Commercial Real Estate Loan Requirements

What you need to qualify for a commercial real estate loan, from credit and financial documentation to property requirements and deal structure.

Commercial real estate loan requirements vary by lender, loan program, and property type, but several core elements are consistent across most programs. Understanding these requirements before you begin the loan process helps you prepare a stronger application and avoid common delays.

Most conventional commercial lenders look for a minimum credit score of 660 to 680 for the primary borrower. SBA programs typically require 680 or higher. Private and bridge lenders may work with lower scores but charge higher rates. Beyond credit scores, lenders evaluate your overall financial profile including liquidity, net worth, and existing debt obligations.
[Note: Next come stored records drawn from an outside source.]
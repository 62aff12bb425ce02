//! Stratified train/test split

use std::collections::BTreeMap;

use rand::rngs::StdRng;
use rand::seq::SliceRandom;
use rand::SeedableRng;

use crate::error::{PipelineError, Result};

/// Row indices of the two partitions, each in ascending order
#[derive(Debug, Clone, PartialEq, Eq)]
pub struct TrainTestSplit {
    pub train: Vec<usize>,
    pub test: Vec<usize>,
}

/// Split rows so each label keeps its share in the test partition.
///
/// The test partition holds `ceil(test_size * n)` rows, divided between the
/// labels by largest remainder. Rows of each label are shuffled with a
/// generator seeded from `seed` before the test rows are taken.
pub fn stratified_split(labels: &[u8], test_size: f64, seed: u64) -> Result<TrainTestSplit> {
    let n = labels.len();
    if !(test_size > 0.0 && test_size < 1.0) {
        return Err(PipelineError::Config(format!(
            "test_size must be in (0, 1), got {}",
            test_size
        )));
    }

    let n_test = (test_size * n as f64).ceil() as usize;
    if n_test == 0 || n_test >= n {
        return Err(PipelineError::InvalidData(format!(
            "Cannot split {} rows with test_size {}: both partitions must be non-empty",
            n, test_size
        )));
    }

    let mut by_label: BTreeMap<u8, Vec<usize>> = BTreeMap::new();
    for (i, &label) in labels.iter().enumerate() {
        by_label.entry(label).or_default().push(i);
    }
    if let Some((label, rows)) = by_label.iter().find(|(_, rows)| rows.len() < 2) {
        return Err(PipelineError::InvalidData(format!(
            "Label {} has {} row(s); stratified splitting needs at least 2 per label",
            label,
            rows.len()
        )));
    }

    let allocation = allocate(&by_label, n_test, n);

    let mut rng = StdRng::seed_from_u64(seed);
    let mut train = Vec::with_capacity(n - n_test);
    let mut test = Vec::with_capacity(n_test);
    for ((label, mut rows), take) in by_label.into_iter().zip(allocation) {
        rows.shuffle(&mut rng);
        tracing::debug!(label, rows = rows.len(), test_rows = take, "stratum split");
        test.extend_from_slice(&rows[..take]);
        train.extend_from_slice(&rows[take..]);
    }
    train.sort_unstable();
    test.sort_unstable();

    Ok(TrainTestSplit { train, test })
}

/// Largest-remainder allocation of `n_test` rows across the strata.
fn allocate(by_label: &BTreeMap<u8, Vec<usize>>, n_test: usize, n: usize) -> Vec<usize> {
    let ideal: Vec<f64> = by_label
        .values()
        .map(|rows| n_test as f64 * rows.len() as f64 / n as f64)
        .collect();
    let mut counts: Vec<usize> = ideal.iter().map(|v| v.floor() as usize).collect();

    let mut order: Vec<usize> = (0..ideal.len()).collect();
    // Larger fractional part first; ties go to the smaller label
    order.sort_by(|&a, &b| {
        let fa = ideal[a] - ideal[a].floor();
        let fb = ideal[b] - ideal[b].floor();
        fb.total_cmp(&fa).then(a.cmp(&b))
    });

    let mut remaining = n_test - counts.iter().sum::<usize>();
    for idx in order.into_iter().cycle() {
        if remaining == 0 {
            break;
        }
        let capacity = by_label.values().nth(idx).map_or(0, |rows| rows.len());
        if counts[idx] < capacity {
            counts[idx] += 1;
            remaining -= 1;
        }
    }
    counts
}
Down payment requirements typically range from 10% to 30% of the purchase price depending on the program. SBA 504 loans allow as little as 10% down for owner-occupied properties. Conventional loans typically require 20% to 25% down. Investment properties and higher-risk asset classes may require 25% to 35% equity.

Documentation requirements include two to three years of personal and business tax returns, current financial statements, rent rolls or business financials, property appraisal, environmental review, and a personal financial statement. Having these documents organized before application significantly speeds up the process.

Frequently Asked Questions

What credit score is needed for a commercial real estate loan?

Most conventional commercial lenders require a minimum credit score of 660 to 680. SBA programs typically need 680+. Private lenders may work with lower scores but at higher rates.

How much down payment is required?

Down payment requirements range from 10% (SBA 504) to 30% or more depending on the program, property type, and risk profile. Most conventional loans require 20% to 25% down.